Healthcare: A running tally of all of the bankruptcies in 2017. The performance improvement consultants must also be at high capacity. Scripps Health, for instance, announced $30mm in cost cutting this week. And community health centers are apparently suffocating without federal funding from Congress.
Professional Fees: Caesars Entertainment Operating Co. is primed to pay $160mm in legal fees. Importantly, this number does not include the fee totals paid to financial advisors, investment bankers and the company's claims agent. Apples to grenades, we admit, but considering the fees seen in bankruptcy, Robert Mueller's $6.7mm nut over five months of investigation seems pretty lean and efficient to us. Just saying.
Retail (The Rise of Clicks to Bricks): Everlane is the latest digitally-native vertical brand that is embracing physical locations. Relating to the company's CEO, "He started the company understanding stores as albatrosses on the bottom line; now, he sees the value in them as temples to the brand." Meanwhile, FAO Schwarz is attempting yet another brick-and-mortar comeback in NYC.
Some predictions for 2018. Some retail startups to watch. Luxury "e-tail" is where its at. And luxury brands got a boost by a new ruling in Europe's top court, which ruled in favorof cosmetic maker Coty's efforts to prevent the sale of its products on third-party sites like Amazon or Ebay. Retail, it seems, is finally starting to learn to throw some elbows.

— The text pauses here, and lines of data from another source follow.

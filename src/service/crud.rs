//! Generic CRUD execution for the job-board entities.

use super::executor::QueryExecutor;
use crate::case::value_keys_to_camel_case_recursive;
use crate::entity::EntityDef;
use crate::error::{AppError, SqlBuildError};
use crate::sql::{
    delete, filter, insert, partial_update_allowed, select_by_column, select_by_pk, select_list, update,
    FilterCriteria, SqlFragment, UpdatePayload,
};
use serde_json::Value;

pub struct CrudService;

impl CrudService {
    /// List rows, narrowed by whatever criteria the entity's filter recognizes.
    pub async fn list<E: QueryExecutor + ?Sized>(
        db: &E,
        schema: &str,
        entity: &EntityDef,
        criteria: &FilterCriteria,
    ) -> Result<Vec<Value>, AppError> {
        let frag = match &entity.filter {
            Some(spec) if !criteria.is_empty() => filter(spec, criteria),
            _ => SqlFragment::default(),
        };
        let q = select_list(entity, schema, &frag);
        let rows = db.fetch_all(&q.sql, &q.params).await?;
        Ok(rows.into_iter().map(value_keys_to_camel_case_recursive).collect())
    }

    /// Fetch one row by primary key; `NotFound` when absent.
    pub async fn read<E: QueryExecutor + ?Sized>(
        db: &E,
        schema: &str,
        entity: &EntityDef,
        id: &Value,
    ) -> Result<Value, AppError> {
        let q = select_by_pk(entity, schema);
        db.fetch_optional(&q.sql, std::slice::from_ref(id))
            .await?
            .map(value_keys_to_camel_case_recursive)
            .ok_or_else(|| not_found(entity, id))
    }

    /// Rows of `entity` whose `column` equals `value`.
    pub async fn fetch_where<E: QueryExecutor + ?Sized>(
        db: &E,
        schema: &str,
        entity: &EntityDef,
        column: &str,
        value: &Value,
    ) -> Result<Vec<Value>, AppError> {
        if !entity.has_column(column) {
            return Err(SqlBuildError::FieldNotAllowed(column.to_string()).into());
        }
        let q = select_by_column(entity, schema, column);
        let rows = db.fetch_all(&q.sql, std::slice::from_ref(value)).await?;
        Ok(rows.into_iter().map(value_keys_to_camel_case_recursive).collect())
    }

    /// Insert one validated row and return it.
    pub async fn create<E: QueryExecutor + ?Sized>(
        db: &E,
        schema: &str,
        entity: &EntityDef,
        body: &UpdatePayload,
    ) -> Result<Value, AppError> {
        let q = insert(entity, schema, body);
        let row = db
            .fetch_optional(&q.sql, &q.params)
            .await?
            .ok_or(AppError::Db(sqlx::Error::RowNotFound))?;
        tracing::info!(table = entity.table, "created row");
        Ok(value_keys_to_camel_case_recursive(row))
    }

    /// Partial update by primary key. Only the entity's updatable fields may appear in `payload`.
    pub async fn update<E: QueryExecutor + ?Sized>(
        db: &E,
        schema: &str,
        entity: &EntityDef,
        id: &Value,
        payload: &UpdatePayload,
    ) -> Result<Value, AppError> {
        let set = partial_update_allowed(payload, &entity.field_map(), entity.updatable)?;
        let q = update(entity, schema, set, id.clone());
        let row = db
            .fetch_optional(&q.sql, &q.params)
            .await?
            .ok_or_else(|| not_found(entity, id))?;
        tracing::info!(table = entity.table, id = %id, fields = payload.len(), "updated row");
        Ok(value_keys_to_camel_case_recursive(row))
    }

    /// Delete by primary key; `NotFound` when nothing was deleted.
    pub async fn delete<E: QueryExecutor + ?Sized>(
        db: &E,
        schema: &str,
        entity: &EntityDef,
        id: &Value,
    ) -> Result<(), AppError> {
        let q = delete(entity, schema);
        db.fetch_optional(&q.sql, std::slice::from_ref(id))
            .await?
            .ok_or_else(|| not_found(entity, id))?;
        tracing::info!(table = entity.table, id = %id, "deleted row");
        Ok(())
    }
}

pub(crate) fn not_found(entity: &EntityDef, id: &Value) -> AppError {
    let id = match id {
        Value::String(s) => s.clone(),
        other => other.to_string(),
    };
    AppError::NotFound(format!("No {}: {}", entity.label, id))
}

We've been concerned about New York City since we started and it finally seems like others are coming around to realize how much this retail situation is affecting things. "One by one, cherished local shops are disappearing, replaced by national chains or, worse, nothing at all." Welcome to the party pal. And so the New York Times proposes some solutions, including a "vacancy tax." Good luck with that.
Yup, You Read That Right
Last week we riffed on the need for a biglaw pop-up retail location which, if we do say so ourselves, is brilliant. But things are getting next level: Pornhub, "the premiere online destination for adult entertainment" is opening its first brick-and-mortar pop-up which is sure to get consumers excited enough to...uh, pop-up? (Yes, we hate ourselves for that). Anyway, the company opened locations in NYC and Paris on "Black Friday" in its first robust effort to expand into the retail vertical. And, naturally, they're offering an "experience" at their locations: there'll be a bed inside where people are invited to sit, interact with the camera and livestream! What could go wrong? (Uh, intentional and intentional indecent exposure, harassment, bed bugs, we could go on and on...).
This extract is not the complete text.